削り出し椅子の仕上げ削りに使っている、一枚刃の道具です。
大町に移住して間もない25年程前、ちょうど同じ頃、京都から移住してきた一家と知り合いました。
今でもずっと大切な隣人(反対側の山ですが)として仲良くしていただいています。
ご主人のお父様が奈良で桐下駄職人さんでした。
その界隈で次々に職人さんが廃業され、最後に残ったそうです。
使わなくなった道具が先にやめた職人さんから集まり箱いくつにもなってしまったそうです。

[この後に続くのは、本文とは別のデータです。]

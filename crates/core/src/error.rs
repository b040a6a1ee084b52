#[derive(Debug, thiserror::Error)]
pub enum CoreError {
    #[error("Entity not found: {entity} with id {id}")]
    NotFound { entity: &'static str, id: String },

    #[error("Validation failed: {0}")]
    Validation(String),

    #[error("Conflict: {0}")]
    Conflict(String),

    /// The project store could not be read or written.
    #[error("Persistence error: {0}")]
    Persistence(String),

    #[error("Internal error: {0}")]
    Internal(String),
}

impl CoreError {
    pub fn not_found(entity: &'static str, id: impl Into<String>) -> Self {
        Self::NotFound {
            entity,
            id: id.into(),
        }
    }
}

impl From<std::io::Error> for CoreError {
    fn from(err: std::io::Error) -> Self {
        Self::Persistence(err.to_string())
    }
}

impl From<serde_json::Error> for CoreError {
    fn from(err: serde_json::Error) -> Self {
        Self::Persistence(format!("invalid JSON: {err}"))
    }
}
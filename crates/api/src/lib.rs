//! DreamCanvas API server library.
//!
//! Exposes config, state, error handling and routes so integration tests
//! and the binary entrypoint can both access them.

pub mod config;
pub mod error;
pub mod handlers;
pub mod response;
pub mod router;
pub mod routes;
pub mod secrets;
pub mod state;
use axum::routing::{get, post};
use axum::Router;

use crate::handlers::system;
use crate::state::AppState;

/// Routes mounted at `/system`.
pub fn router() -> Router<AppState> {
    Router::new()
        .route("/diagnostics", get(system::diagnostics))
        .route("/backup", post(system::backup))
}
use std::net::SocketAddr;
use std::process::ExitCode;
use std::sync::Arc;

use dreamcanvas_core::storage::ProjectStorage;
use dreamcanvas_jimeng::JimengApi;
use dreamcanvas_tasks::{AssetPersister, TaskRegistry};
use tracing_subscriber::{layer::SubscriberExt, util::SubscriberInitExt};

use dreamcanvas_api::config::ServerConfig;
use dreamcanvas_api::router::build_app_router;
use dreamcanvas_api::secrets::Secrets;
use dreamcanvas_api::state::AppState;

#[tokio::main]
async fn main() -> ExitCode {
    dotenvy::dotenv().ok();

    // --- Tracing ---
    tracing_subscriber::registry()
        .with(
            tracing_subscriber::EnvFilter::try_from_default_env().unwrap_or_else(|_| {
                "dreamcanvas_api=debug,dreamcanvas_tasks=debug,tower_http=debug".into()
            }),
        )
        .with(tracing_subscriber::fmt::layer())
        .init();

    match run().await {
        Ok(()) => ExitCode::SUCCESS,
        Err(e) => {
            tracing::error!(error = %e, "Server failed");
            ExitCode::FAILURE
        }
    }
}

async fn run() -> Result<(), Box<dyn std::error::Error>> {
    // --- Configuration ---
    let config = ServerConfig::from_env()?;
    tracing::info!(host = %config.host, port = %config.port, "Loaded server configuration");

    // --- Project storage ---
    let projects = Arc::new(ProjectStorage::open(&config.projects_dir).await?);
    tracing::info!(root = %config.projects_dir.display(), "Project storage opened");

    // --- Jimeng client ---
    let secrets = Secrets::load(&config.secrets_path).await.unwrap_or_else(|e| {
        tracing::warn!(error = %e, "Could not load secrets");
        Secrets::default()
    });
    let client = Arc::new(JimengApi::new(
        &secrets.jimeng_config(&config.jimeng_base_url),
    )?);

    // --- Task registry ---
    let persister = AssetPersister::new(client.clone(), projects.clone());
    let registry = TaskRegistry::new(client, Some(persister), config.registry_config());
    tracing::info!(
        poll_interval_ms = config.poll_interval_ms,
        poll_timeout_secs = config.poll_timeout_secs,
        "Task registry started",
    );

    // --- App state ---
    let state = AppState {
        config: Arc::new(config.clone()),
        registry: registry.clone(),
        projects,
    };
    let app = build_app_router(state, &config);

    // --- Start server ---
    let addr = SocketAddr::new(config.host.parse()?, config.port);
    tracing::info!(%addr, "Starting server");

    let listener = tokio::net::TcpListener::bind(addr).await?;
    axum::serve(listener, app)
        .with_graceful_shutdown(shutdown_signal())
        .await?;

    // --- Post-shutdown cleanup ---
    tracing::info!("Server stopped accepting connections, cleaning up");
    registry.shutdown().await;

    tracing::info!("Graceful shutdown complete");
    Ok(())
}

/// Wait for a termination signal to initiate graceful shutdown.
///
/// Handles both SIGINT (Ctrl-C) and SIGTERM (on Unix).
async fn shutdown_signal() {
    let ctrl_c = async {
        if let Err(e) = tokio::signal::ctrl_c().await {
            tracing::error!(error = %e, "Failed to install Ctrl-C handler");
            std::future::pending::<()>().await;
        }
    };

    #[cfg(unix)]
    let terminate = async {
        match tokio::signal::unix::signal(tokio::signal::unix::SignalKind::terminate()) {
            Ok(mut signal) => {
                signal.recv().await;
            }
            Err(e) => {
                tracing::error!(error = %e, "Failed to install SIGTERM handler");
                std::future::pending::<()>().await;
            }
        }
    };

    #[cfg(not(unix))]
    let terminate = std::future::pending::<()>();

    tokio::select! {
        () = ctrl_c => {
            tracing::info!("Received SIGINT (Ctrl-C), starting graceful shutdown");
        }
        () = terminate => {
            tracing::info!("Received SIGTERM, starting graceful shutdown");
        }
    }
}
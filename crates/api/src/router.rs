//! Shared application router builder.
//!
//! Provides [`build_app_router`] so both the binary (`main.rs`) and the
//! integration tests (`tests/common/mod.rs`) use the exact same middleware
//! stack.

use std::time::Duration;

use axum::http::header::CONTENT_TYPE;
use axum::http::{HeaderName, HeaderValue, Method, StatusCode};
use axum::Router;
use tower_http::catch_panic::CatchPanicLayer;
use tower_http::cors::CorsLayer;
use tower_http::request_id::{MakeRequestUuid, PropagateRequestIdLayer, SetRequestIdLayer};
use tower_http::timeout::TimeoutLayer;
use tower_http::trace::{DefaultMakeSpan, DefaultOnResponse, TraceLayer};
use tracing::Level;

use crate::config::ServerConfig;
use crate::routes;
use crate::state::AppState;

/// Build the full application [`Router`] with all middleware layers.
///
/// The middleware stack is applied bottom-up:
///
/// 1. CORS
/// 2. Set request ID on incoming requests
/// 3. Structured request/response tracing
/// 4. Propagate request ID to response
/// 5. Request timeout
/// 6. Panic recovery (catch panics, return 500)
pub fn build_app_router(state: AppState, config: &ServerConfig) -> Router {
    let cors = build_cors_layer(config);
    let request_id_header = HeaderName::from_static("x-request-id");

    Router::new()
        // Health check at root level (not under /api/v1).
        .merge(routes::health::router())
        .nest("/api/v1", routes::api_routes())
        .layer(CatchPanicLayer::new())
        .layer(TimeoutLayer::with_status_code(
            StatusCode::REQUEST_TIMEOUT,
            Duration::from_secs(config.request_timeout_secs),
        ))
        .layer(PropagateRequestIdLayer::new(request_id_header.clone()))
        .layer(
            TraceLayer::new_for_http()
                .make_span_with(DefaultMakeSpan::new().level(Level::INFO))
                .on_response(DefaultOnResponse::new().level(Level::INFO)),
        )
        .layer(SetRequestIdLayer::new(request_id_header, MakeRequestUuid))
        .layer(cors)
        .with_state(state)
}

/// Build the CORS middleware layer from server configuration.
///
/// Origins that are not valid header values are skipped with a warning.
pub fn build_cors_layer(config: &ServerConfig) -> CorsLayer {
    let origins: Vec<HeaderValue> = config
        .cors_origins
        .iter()
        .filter_map(|o| match o.parse() {
            Ok(origin) => Some(origin),
            Err(e) => {
                tracing::warn!(origin = %o, error = %e, "Ignoring invalid CORS origin");
                None
            }
        })
        .collect();

    CorsLayer::new()
        .allow_origin(origins)
        .allow_methods([Method::GET, Method::POST, Method::PUT])
        .allow_headers([CONTENT_TYPE])
        .max_age(Duration::from_secs(3600))
}
impl RegistryInner {
    /// Submit through the client and record the outcome.
    async fn submit_and_register(self: &Arc<Self>, request: SubmitRequest) -> GenerationTask {
        let mut metadata = request.metadata(self.client.account_label());
        let prompt = request.prompt.trim().to_string();
        let now = now_millis();

        let result = match self.client.submit(&request.params()).await {
            Ok(result) => result,
            Err(e) => {
                let task_id = format!("{LOCAL_ID_PREFIX}{}", uuid::Uuid::new_v4());
                let code = e.code().unwrap_or_else(|| SUBMIT_FAILED_CODE.to_string());
                tracing::warn!(task_id = %task_id, code = %code, error = %e, "Submission failed");

                let task = GenerationTask {
                    task_id: task_id.clone(),
                    prompt,
                    status: TaskStatus::Failed,
                    metadata,
                    result_uris: Vec::new(),
                    error_code: Some(code.clone()),
                    error_message: Some(e.message()),
                    created_at: now,
                    updated_at: now,
                };

                let mut state = self.state.lock().await;
                state.record(&task_id, TraceEvent::new(TraceKind::Submit, TaskStatus::Failed));
                state.record(
                    &task_id,
                    TraceEvent::new(TraceKind::Failed, TaskStatus::Failed).with_detail(code),
                );
                state.tasks.insert(task_id, task.clone());
                return task;
            }
        };

        let task_id = result.history_id.clone();
        metadata.history_id = Some(task_id.clone());
        let mut task = GenerationTask {
            task_id: task_id.clone(),
            prompt,
            status: result.status,
            metadata,
            result_uris: Vec::new(),
            error_code: None,
            error_message: None,
            created_at: now,
            updated_at: now,
        };
        apply_to_task(&mut task, &result);

        tracing::info!(task_id = %task_id, status = %task.status, "Task submitted");

        let mut state = self.state.lock().await;
        state.record(
            &task_id,
            TraceEvent::new(TraceKind::Submit, task.status).with_detail(task_id.clone()),
        );
        state.tasks.insert(task_id.clone(), task.clone());

        if task.status.is_terminal() {
            record_terminal(&mut state, &task);
            self.schedule_persist(&mut state, &task);
        } else {
            let cancel = self.cancel.child_token();
            let started = Instant::now();
            let handle = self.tracker.spawn(poll_task(
                Arc::clone(self),
                task_id.clone(),
                task_id.clone(),
                started,
                cancel.clone(),
            ));
            state.contexts.insert(
                task_id.clone(),
                PollContext {
                    history_id: task_id,
                    created_at: now,
                    started,
                    metadata: task.metadata.clone(),
                    cancel,
                    handle: Some(handle),
                },
            );
        }

        task
    }

    /// Whether the task still has a poll context.
    pub(crate) async fn is_polling(&self, task_id: &str) -> bool {
        self.state.lock().await.contexts.contains_key(task_id)
    }

    /// Fail a task that exceeded the poll timeout.
    pub(crate) async fn expire(&self, task_id: &str) {
        let mut state = self.state.lock().await;
        let Some(context) = state.contexts.remove(task_id) else {
            return;
        };
        let Some(task) = state.tasks.get_mut(task_id) else {
            return;
        };

        let timeout_secs = self.config.poll_timeout.as_secs_f64();
        task.status = TaskStatus::Failed;
        task.error_code = Some(TIMEOUT_CODE.to_string());
        task.error_message = Some(format!("Task timed out after {timeout_secs:.0}s"));
        task.updated_at = now_millis();

        tracing::warn!(
            task_id,
            history_id = %context.history_id,
            age_ms = now_millis() - context.created_at,
            polled_for_ms = context.started.elapsed().as_millis() as u64,
            "Task timed out",
        );
        state.record(
            task_id,
            TraceEvent::new(TraceKind::Timeout, TaskStatus::Failed).with_detail(TIMEOUT_CODE),
        );
    }

    /// Apply a polled result, as long as the task is still being polled.
    pub(crate) async fn apply_result(
        self: &Arc<Self>,
        task_id: &str,
        result: SubmissionResult,
    ) -> PollStep {
        let mut state = self.state.lock().await;
        if !state.contexts.contains_key(task_id) {
            return PollStep::Stop;
        }
        let Some(task) = state.tasks.get_mut(task_id) else {
            return PollStep::Stop;
        };

        apply_to_task(task, &result);
        let task = task.clone();
        state.record(task_id, TraceEvent::new(TraceKind::Poll, task.status));

        if !task.status.is_terminal() {
            return PollStep::Continue;
        }

        if let Some(context) = state.contexts.remove(task_id) {
            tracing::info!(
                task_id,
                status = %task.status,
                model = %context.metadata.model,
                "Task finished",
            );
        }
        record_terminal(&mut state, &task);
        self.schedule_persist(&mut state, &task);
        PollStep::Stop
    }

    /// Spawn a persist worker for a succeeded task, unless one is already
    /// running or there is nothing to persist.
    fn schedule_persist(self: &Arc<Self>, state: &mut RegistryState, task: &GenerationTask) {
        let Some(persister) = self.persister.clone() else {
            return;
        };
        let Some(project_id) = task.metadata.project_id.clone() else {
            return;
        };
        if task.status != TaskStatus::Succeeded || task.result_uris.is_empty() {
            return;
        }
        if !state.persisting.insert(task.task_id.clone()) {
            return;
        }

        let inner = Arc::clone(self);
        let task = task.clone();
        self.tracker.spawn(async move {
            let outcome = persister.persist(&task, &project_id).await;
            inner.finish_persist(&task.task_id, outcome).await;
        });
    }

    async fn finish_persist(
        &self,
        task_id: &str,
        outcome: Result<PersistOutcome, CoreError>,
    ) {
        let mut state = self.state.lock().await;
        state.persisting.remove(task_id);

        let outcome = match outcome {
            Ok(outcome) => outcome,
            Err(e) => {
                tracing::error!(task_id, error = %e, "Asset persistence failed");
                return;
            }
        };

        let status = match state.tasks.get_mut(task_id) {
            Some(task) => {
                if !outcome.local_paths.is_empty() {
                    task.metadata.local_uris = outcome.local_paths.clone();
                    task.updated_at = now_millis();
                }
                task.status
            }
            None => return,
        };
        state.record(
            task_id,
            TraceEvent::new(TraceKind::AssetsPersisted, status)
                .with_detail(format!("{} assets", outcome.assets.len())),
        );
    }
}

// ---- private helpers ----

/// Copy the fields of a client result onto a task.
fn apply_to_task(task: &mut GenerationTask, result: &SubmissionResult) {
    task.status = result.status;
    if !result.result_urls.is_empty() {
        task.result_uris = result.result_urls.clone();
    }
    if result.error_code.is_some() {
        task.error_code = result.error_code.clone();
    }
    if result.error_message.is_some() {
        task.error_message = result.error_message.clone();
    }
    task.metadata.queue_message = result.queue_message.clone();
    task.metadata.queue_info = result.queue_info.clone();
    task.updated_at = now_millis();
}

/// Trace the terminal outcome of a task.
fn record_terminal(state: &mut RegistryState, task: &GenerationTask) {
    let event = match task.status {
        TaskStatus::Succeeded => TraceEvent::new(TraceKind::Completed, task.status)
            .with_detail(format!("{} results", task.result_uris.len())),
        TaskStatus::Failed => {
            let event = TraceEvent::new(TraceKind::Failed, task.status);
            match &task.error_code {
                Some(code) => event.with_detail(code.clone()),
                None => event,
            }
        }
        _ => return,
    };
    state.record(&task.task_id, event);
}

最後に残ったお父様が亡くなった後、息子さんがその道具達を全部引き取ることになり、
持っているだけでは錆びさせてしまうだけなので、使ってもらえる人がいればと、形見分けとしてこの銑(セン)をいただきました。
ちょうど、自分の作風を表現する方法を摸索していた頃だったので、渡りに船といったところでした。
下駄を作る時には、柔らかい桐の木なので、下駄の形を整える時に上からざくざく押し切る形で使われていた写真を見た事があります。
使い込まれた銑は、研いで研いで鋼が数ミリしか残っていない刃もあり、昔の職人さんの仕事を垣間みる事ができました。
柄は桐の木の細い枝ですげられています。
わざわざ虫喰いの穴だらけの枝が使われている柄もあり、これは使っていて分かったのですが、
一日中銑削りしていても、まめができた事がありません。
柔らかい肌触りとほどよいグリップ、そしてラジエーターとしてうまく放熱してくれます。
先人の知恵と工夫に気付いた時はとても嬉しい気持ちになります。
一生大切に使っていきたい道具のひとつです。